How To Rent Your RV and Earn $17,000 a Year

RV Camping - Overlooking Badlands National Park
RV Camping – Overlooking Badlands National Park

An RV is a fantastic way to vacation and do it your way. You control where you go, what you see, what and when you eat, and even where you sleep. But, you still pay for insurance, licensing, and taxes on your RV throughout the year, even if you use it for just a few days of the year. What if you could rent your RV and earn up to $17,000 a year to not only pay for these costs, but earn you a second income? This idea is taking RV owners by storm.

Sharing Physical Assets Through a Peer-To-Peer Economy

Unless you’ve lived under a rock for the past few years, you know about Uber, a taxi cab alternative. With Uber, an app on your smartphone hails a ride from private individuals who are using their own vehicles and are registered as Uber drivers. The Uber app uses time and distance to compare rates and gives you the best deal.




Uber is based on a new economic concept called collaborative consumption, a basis for peer-to-peer businesses such as Uber, in which the underlying theory is that by sharing a physical asset normally not in use, you boost the value of your piece of property. Conversely, when an asset, such as an RV, is not used, its value is wasted.

Considering your RV, each month it’s sucking money from your hard-earned paycheck. It also drops in value with each month that it ages. So, while it sits idle, you’re spending money on a piece of property, which is conversely losing its total valuation. You’re in a lose-lose situation, because you’re spending money on property that continually drops in valuation.

A primary concept behind collaborative consumption is that when you separate the value of an asset—in this case, your RV—from your immediate possession, money has a chance of changing hands and everyone comes out ahead. You make additional cash on an asset that was idle and someone else gets to enjoy your RV while they’re on vacation. It’s a plus-plus proposition.

This type of arrangement involves sharing. You share the use of your RV with someone, who in turn pays you to enjoy the comfortable transportation and the instant housing capability of your RV. Trust is required. You need to trust an entity to provide you with RV-rental candidates who respect the value of your RV and handle it as if it was their own rig. There is a risk, so insurance is required for this idea to work correctly.

There Now is an Uber for RVs

The Uber concept was adapted to lodging with Airbnb, except that instead of getting from one place to another using private people who are driving their vehicles, you rent an apartment, or home for a night or a week from a private property owner.

Think of it as getting a hotel room from a private individual, instead of from a hotel company. So, if there is an Uber for transportation and an Airbnb for lodging, why isn’t there a similar entity for RVs?

Actually, a peer-to-peer entity exists for RVs. The first such enterprise to create such a business was RVshare.com, which began offering RVs from North American private owners in August 2014. Because RVshare is the first to provide this service, it’s also the most trusted and the largest peer-to-peer RV rental business in the world.

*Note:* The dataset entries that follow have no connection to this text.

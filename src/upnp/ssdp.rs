//! SSDP reply parsing
//!
//! Only the LOCATION header matters here: it points at the device
//! description document. The multicast search itself is left to the caller.

use super::types::DiscoveryFailure;
use tracing::debug;

/// Extract the LOCATION header value from a raw SSDP reply
///
/// Status lines (`HTTP/1.x ...`) and `NOTIFY *` request lines are skipped,
/// header names match case-insensitively and values are trimmed. When the
/// header repeats, the last occurrence wins.
pub fn parse_location(response: &[u8]) -> Result<String, DiscoveryFailure> {
    let text = String::from_utf8_lossy(response);
    let mut location = None;

    for line in text.split('\n') {
        let line = line.trim();
        if line.is_empty() || line.starts_with("HTTP/1.") || line.starts_with("NOTIFY *") {
            continue;
        }

        let Some((name, value)) = line.split_once(':') else {
            continue;
        };

        if name.trim().eq_ignore_ascii_case("location") {
            location = Some(value.trim().to_string());
        }
    }

    match location {
        Some(location) => {
            debug!("SSDP location: {}", location);
            Ok(location)
        }
        None => Err(DiscoveryFailure::MissingLocation),
    }
}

The sharing nature of a collaborative consumption peer-to-peer business model works well with RVs. According to the Recreational Vehicle Industry Association, over 9 million United States (U.S.) households owned an RV in 2015 and the average owner spent anywhere from $5,000 for a tent trailer to $500,000 for an A Class motorhome in order to use their RV for only three weeks a year. There are huge numbers of idle RVs that could earn their owners an income.

What Kind of Money Does an RV Produce?

The income you earn depends on the type of RV you own and what area of the country you live in. For instance, average per day rental prices run from $75 to $175 for tent trailers, from $125 to $250 per day for Class C RVs, and from $150 to over $300 per day for Class A RVs.

Listing your RV for rent is free. RVShare takes a commission as low as 15 percent after money is earned on your rental. A secure payment system through RVShare processes rental payments and security deposits from renters, which moves funds directly into your bank account.

Now, imagine that instead of your Class C RV sitting in your driveway collecting leaves falling off trees, you rented it out when you weren’t using it.

If you set your rental price at $250 per day, a six-day rental would produce a gross total of $1,500. Add several rental bookings up and in one year you could easily earn a net income of $17,000. One Class A RV owner says he earned nearly $68,000 in income for the year, which isn’t bad for a piece of property that normally sits idle.

For almost all RV owners, the rental income pays for the RV’s monthly finance payments. The average RV owner earns between $10,000 and $20,000 per year in extra income renting out their RV when they aren’t using it.

The Bottom Line

Modern RVs take the comfort of users’ homes into a vacation setting. By sharing your RV with renters, you let them enjoy this unique vacation experience. Better yet, you make money on an asset that usually eats up a portion of your hard-earned income.

Instead of sitting in your driveway, aging, your RV is earning you additional revenue. Using the peer-to-peer enterprise, RVShare, is a win-win situation for all involved.